SECTION 15. CANCELLATION AND DESTRUCTION OF SUBSCRIPTION
CERTIFICATES. All Subscription Certificates surrendered for the purpose of
exercise, exchange, substitution or transfer shall be canceled by the
Subscription Agent, and no Subscription Certificates shall be issued in lieu
thereof except as expressly permitted by the provisions of this Agreement. The
Company shall deliver to the Subscription Agent for cancellation and retirement,
and the Subscription Agent shall so cancel and return, any other Subscription
Certificate purchased or acquired by the Company otherwise than upon the
exercise thereof.
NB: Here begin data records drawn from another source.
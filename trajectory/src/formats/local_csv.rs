use crate::{Error, Result, Trajectory};

/// The header names the columns, in any order. Every row is one point, used as-is.
pub fn decode(input: &str) -> Result<Trajectory> {
    let mut reader = csv::ReaderBuilder::new()
        .trim(csv::Trim::All)
        .from_reader(input.as_bytes());

    let columns: Vec<String> = reader.headers()?.iter().map(|x| x.to_string()).collect();
    let mut traj = Trajectory::default();
    traj.set_columns(columns)?;

    for rec in reader.records() {
        let point = rec?
            .iter()
            .map(|x| x.parse::<f64>())
            .collect::<std::result::Result<Vec<_>, _>>()?;
        traj.append_point(&point)?;
    }
    Ok(traj)
}

/// Values are written at full precision.
pub fn encode(traj: &Trajectory) -> Result<String> {
    let mut out = Vec::new();
    {
        let mut writer = csv::Writer::from_writer(&mut out);
        writer.write_record(traj.columns())?;
        for pt in traj.points() {
            writer.write_record(pt.iter().map(|x| x.to_string()))?;
        }
        writer.flush()?;
    }
    String::from_utf8(out).map_err(|err| Error::format(err.to_string()))
}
The Subscription Agent shall deliver all canceled Subscription
Certificates to the Company, or shall, at the written request of the Company,
destroy such canceled Subscription Certificates, and in such case shall deliver
a certificate of destruction thereof to the Company.
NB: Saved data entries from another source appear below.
//! Run the container scenarios and dump the resulting state graph.
//!
//! ```text
//! cargo run --example bathtub -- --graph 2 --states-dot states.dot
//! ```

use std::fs::File;
use std::io::{BufWriter, Write, stdout};
use std::path::PathBuf;

use clap::Parser;

use qrcore::engine::Simulator;
use qrcore::error::QrResult;
use qrcore::{scenarios, trace};

#[derive(Parser)]
#[command(about = "Qualitative simulation of the container system")]
struct Args {
    /// Which model to run: 1 = first-order container, 2 = curved volume,
    /// 3 = extended drain chain, 4 = bidirectional correspondences
    #[arg(short, long, default_value_t = 1)]
    graph: u8,

    /// Seed every causally valid value combination instead of the declared
    /// initial state
    #[arg(long)]
    exhaustive: bool,

    /// Write the reachability graph in Graphviz format
    #[arg(long)]
    states_dot: Option<PathBuf>,

    /// Write the causal model in Graphviz format
    #[arg(long)]
    model_dot: Option<PathBuf>,

    /// Write the narrated per-state trace
    #[arg(long)]
    intra: Option<PathBuf>,

    /// Write the narrated per-transition trace
    #[arg(long)]
    inter: Option<PathBuf>,
}

fn write_to(path: &PathBuf, f: impl FnOnce(&mut BufWriter<File>) -> QrResult<()>) -> QrResult<()> {
    let mut out = BufWriter::new(File::create(path)?);
    f(&mut out)?;
    out.flush()?;
    Ok(())
}

fn main() -> QrResult<()> {
    env_logger::init();
    let args = Args::parse();

    let model = match args.graph {
        2 => scenarios::bathtub_curved(),
        3 => scenarios::bathtub_extended(),
        4 => scenarios::bathtub_bidirectional(),
        _ => scenarios::bathtub(),
    }?;

    let mut sim = Simulator::new(&model);
    if args.exhaustive {
        sim.run_exhaustive();
    } else {
        sim.run();
    }
    println!(
        "discovered {} states and {} transitions",
        sim.state_count(),
        sim.transition_count()
    );
    trace::write_transitions(&sim, &mut stdout())?;

    if let Some(path) = &args.states_dot {
        write_to(path, |w| trace::write_state_graph_dot(&sim, w))?;
    }
    if let Some(path) = &args.model_dot {
        write_to(path, |w| trace::write_model_dot(&model, w))?;
    }
    if let Some(path) = &args.intra {
        write_to(path, |w| trace::write_intra_state_trace(&sim, w))?;
    }
    if let Some(path) = &args.inter {
        write_to(path, |w| trace::write_inter_state_trace(&sim, w))?;
    }
    Ok(())
}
SECTION 16. RIGHT OF ACTION. All rights of action in respect
of this Agreement are vested in the Company and the respective registered
holders of the Subscription Certificates, and any registered holder of any
Subscription Certificate, without the consent of the Subscription Agent or of
the holder of any other Subscription Certificate, may, on his own behalf and for
-9-
his own benefit, enforce, and may institute and maintain any suit, action or
proceeding against the Company to enforce, or otherwise act in respect of, his
right to exercise the Rights evidenced by such Subscription Certificate in the
manner provided in such Subscription Certificate and in this Agreement.
SECTION 17. CONCERNING THE SUBSCRIPTION AGENT;
INDEMNIFICATION.
(a) The Company agrees to pay to the Subscription Agent
compensation in accordance with the fee letter attached hereto as EXHIBIT B for
all services rendered by it hereunder and, from time to time, on demand of the
Subscription Agent, its reasonable expenses and counsel fees and other
disbursements incurred in the administration and execution of this Agreement and
the exercise and performance of its duties hereunder.
(b) The Company also agrees to indemnify and hold the
Subscription Agent harmless against any losses, claims, damages, liabilities,
costs or expenses (including reasonable fees and disbursements of legal counsel)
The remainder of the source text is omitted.